(RECORD EXCERPTS Opens)
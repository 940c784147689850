//! Remote collaborators
//!
//! The resolvers only need a handful of operations from the outside world.
//! They are expressed as traits so that the engine can be driven by the
//! blocking HTTP clients in [`github`] and [`registry`], or by in-memory
//! fakes in tests.

pub mod github;
pub mod registry;

use crate::error::Result;
use crate::reference::ImageRef;

pub use github::GithubClient;
pub use registry::RegistryClient;

const TAG_PREFIX: &str = "refs/tags/";
const BRANCH_PREFIX: &str = "refs/heads/";

/// Type of the object a ref points at
#[derive(Debug, Clone, Copy, PartialEq, Eq)]
pub enum ObjectKind {
    /// Direct commit (branches and lightweight tags)
    Commit,
    /// Annotated tag object that must be dereferenced
    Tag,
    /// Anything else (trees, blobs)
    Other,
}

impl ObjectKind {
    /// Map the API's object type string
    pub fn from_api(kind: &str) -> Self {
        match kind {
            "commit" => Self::Commit,
            "tag" => Self::Tag,
            _ => Self::Other,
        }
    }
}

/// A ref as listed by the hosting API
#[derive(Debug, Clone, PartialEq, Eq)]
pub struct GitRef {
    /// Full ref name, e.g. `refs/tags/v1`
    pub name: String,
    /// Type of the pointed-at object
    pub kind: ObjectKind,
    /// SHA of the pointed-at object
    pub sha: String,
}

impl GitRef {
    /// Create a ref entry
    pub fn new(name: impl Into<String>, kind: ObjectKind, sha: impl Into<String>) -> Self {
        Self {
            name: name.into(),
            kind,
            sha: sha.into(),
        }
    }

    /// Returns `true` for `refs/tags/*`
    pub fn is_tag(&self) -> bool {
        self.name.starts_with(TAG_PREFIX)
    }

    /// Returns `true` for `refs/heads/*`
    pub fn is_branch(&self) -> bool {
        self.name.starts_with(BRANCH_PREFIX)
    }

    /// Ref name without the `refs/tags/` or `refs/heads/` prefix
    pub fn short_name(&self) -> &str {
        self.name
            .strip_prefix(TAG_PREFIX)
            .or_else(|| self.name.strip_prefix(BRANCH_PREFIX))
            .or_else(|| self.name.strip_prefix("refs/"))
            .unwrap_or(&self.name)
    }

    /// Returns `true` if this ref is the tag named `name`
    pub fn is_tag_named(&self, name: &str) -> bool {
        self.name.strip_prefix(TAG_PREFIX) == Some(name)
    }

    /// Returns `true` if this ref is the branch named `name`
    pub fn is_branch_named(&self, name: &str) -> bool {
        self.name.strip_prefix(BRANCH_PREFIX) == Some(name)
    }
}

/// Result of comparing two revisions
#[derive(Debug, Clone, Copy, PartialEq, Eq)]
pub enum Comparison {
    /// Head has commits the base lacks
    Ahead,
    /// Head is an ancestor of the base
    Behind,
    /// Both revisions are the same commit
    Identical,
    /// Histories diverged
    Diverged,
    /// The endpoint found no common history
    NotFound,
}

impl Comparison {
    /// Map the API's status string
    pub fn from_api(status: &str) -> Self {
        match status {
            "ahead" => Self::Ahead,
            "behind" => Self::Behind,
            "identical" => Self::Identical,
            _ => Self::Diverged,
        }
    }

    /// Returns `true` if the head is reachable from the base
    pub fn is_contained(self) -> bool {
        matches!(self, Self::Behind | Self::Identical)
    }
}

/// Operations needed from the source hosting API
pub trait HostingApi {
    /// List all refs (tags and branches) of a repository
    fn list_refs(&self, owner: &str, repo: &str) -> Result<Vec<GitRef>>;

    /// Dereference an annotated tag object to the SHA it points at
    fn annotated_tag_target(&self, owner: &str, repo: &str, sha: &str) -> Result<String>;

    /// Compare `head` against `base`
    fn compare(&self, owner: &str, repo: &str, base: &str, head: &str) -> Result<Comparison>;
}

/// Operations needed from a container registry
pub trait RegistryApi {
    /// Fetch the current manifest digest for an image reference
    fn digest(&mut self, image: &ImageRef) -> Result<String>;
}
//! Pinny - pin mutable references to immutable digests
//!
//! Rewrites GitHub Actions workflows and Dockerfiles so that every action is
//! referenced by commit SHA and every base image by manifest digest.

use clap::Parser;
use tracing_subscriber::EnvFilter;

mod cli;
mod client;
mod commands;
mod dockerfile;
mod error;
mod lockfile;
mod pin;
mod progress;
mod reference;
mod resolver;
mod settings;
mod text;
mod transaction;

#[cfg(test)]
mod test_fixtures;

use cli::{Cli, Commands};

/// Install the stderr subscriber; `RUST_LOG` takes precedence over `--verbose`
fn init_logging(verbose: bool) {
    let filter = EnvFilter::try_from_default_env().unwrap_or_else(|_| {
        if verbose {
            EnvFilter::new("debug")
        } else {
            EnvFilter::new("warn")
        }
    });
    tracing_subscriber::fmt()
        .with_env_filter(filter)
        .with_writer(std::io::stderr)
        .with_target(false)
        .init();
}

fn main() {
    let cli = Cli::parse();
    init_logging(cli.verbose);

    let result = match cli.command {
        Commands::Actions(args) => commands::actions::run(args),
        Commands::Docker(args) => commands::docker::run(args),
        Commands::Version => commands::version::run(),
        Commands::Completions(args) => commands::completions::run(args),
    };

    if let Err(e) = result {
        eprintln!("Error: {}", e);
        std::process::exit(1);
    }
}
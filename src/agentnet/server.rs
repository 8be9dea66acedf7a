//! HTTP transport: task creation, SSE streaming, health.
//!
//! The transport is a thin relay. `POST /api/start-task` registers a session;
//! `GET /api/stream-task/{session_id}` runs the collaboration workflow and
//! forwards each [`WorkflowEvent`] to the client as one SSE message the
//! moment it is produced.

use std::collections::HashMap;
use std::convert::Infallible;
use std::sync::Arc;
use std::time::Duration;

use axum::extract::{Path, State};
use axum::http::StatusCode;
use axum::response::sse::{Event, KeepAlive, Sse};
use axum::routing::{get, post};
use axum::{Json, Router};
use futures_util::stream::{Stream, StreamExt};
use serde::{Deserialize, Serialize};
use serde_json::{json, Value};
use tower_http::cors::CorsLayer;

use crate::agentnet::agent::AgentRoster;
use crate::agentnet::collaboration::Collaboration;
use crate::agentnet::event::WorkflowEvent;
use crate::agentnet::session::{SessionStatus, SessionStore};

const SSE_KEEP_ALIVE_INTERVAL: Duration = Duration::from_secs(15);

/// Shared state handed to every handler.
#[derive(Clone)]
pub struct AppState {
    pub store: Arc<SessionStore>,
    pub roster: Arc<AgentRoster>,
}

impl AppState {
    pub fn new(roster: AgentRoster) -> Self {
        AppState {
            store: Arc::new(SessionStore::new()),
            roster: Arc::new(roster),
        }
    }
}

/// Build the application router.
pub fn create_router(state: AppState) -> Router {
    Router::new()
        .route("/health", get(health))
        .route("/api/start-task", post(start_task))
        .route("/api/stream-task/{session_id}", get(stream_task))
        .layer(CorsLayer::permissive())
        .with_state(state)
}

#[derive(Debug, Deserialize)]
pub struct StartTaskRequest {
    pub task: String,
    /// Role overrides keyed by slot id; absent slots keep their defaults.
    #[serde(default)]
    pub roles: HashMap<String, String>,
}

#[derive(Debug, Serialize)]
pub struct StartTaskResponse {
    pub success: bool,
    pub session_id: String,
    pub message: String,
}

async fn health() -> Json<Value> {
    Json(json!({ "status": "ok", "version": env!("CARGO_PKG_VERSION") }))
}

async fn start_task(
    State(state): State<AppState>,
    Json(request): Json<StartTaskRequest>,
) -> Result<Json<StartTaskResponse>, (StatusCode, Json<Value>)> {
    if request.task.trim().is_empty() {
        log::error!("start-task rejected: empty task");
        return Err((
            StatusCode::INTERNAL_SERVER_ERROR,
            Json(json!({ "success": false, "error": "task must not be empty" })),
        ));
    }

    let agents = state.roster.bind(&request.roles);
    let session = state.store.create(request.task, agents);
    log::info!("session {} created", session.id);

    Ok(Json(StartTaskResponse {
        success: true,
        session_id: session.id,
        message: "Task initialized".to_string(),
    }))
}

async fn stream_task(
    State(state): State<AppState>,
    Path(session_id): Path<String>,
) -> Result<Sse<impl Stream<Item = Result<Event, Infallible>>>, (StatusCode, Json<Value>)> {
    let session = state.store.get(&session_id).ok_or_else(|| {
        (
            StatusCode::NOT_FOUND,
            Json(json!({ "success": false, "error": "Session not found" })),
        )
    })?;

    log::info!("streaming session {}", session_id);
    state.store.set_status(&session_id, SessionStatus::Running);

    let store = state.store.clone();
    let events = Collaboration::new(session.task, session.agents).stream();

    let stream = events.map(move |event| {
        // The end sentinel doubles as the completion signal for the store.
        if matches!(event, WorkflowEvent::End) {
            store.set_status(&session_id, SessionStatus::Complete);
        }
        Ok(encode_event(&event))
    });

    Ok(Sse::new(stream).keep_alive(KeepAlive::new().interval(SSE_KEEP_ALIVE_INTERVAL)))
}

/// Serialize one workflow event into an SSE message.
fn encode_event(event: &WorkflowEvent) -> Event {
    match serde_json::to_string(event) {
        Ok(data) => Event::default().data(data),
        Err(err) => {
            log::error!("failed to encode event: {}", err);
            Event::default().data(
                json!({ "event": "error", "message": err.to_string() }).to_string(),
            )
        }
    }
}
(RECORD EXCERPTS Closes)
• EXERCISE AIM: From the entries above, copy each line that holds "this".

• THE ANSWER:
    /// Returns `true` if this ref is the tag named `name`
    /// Returns `true` if this ref is the branch named `name`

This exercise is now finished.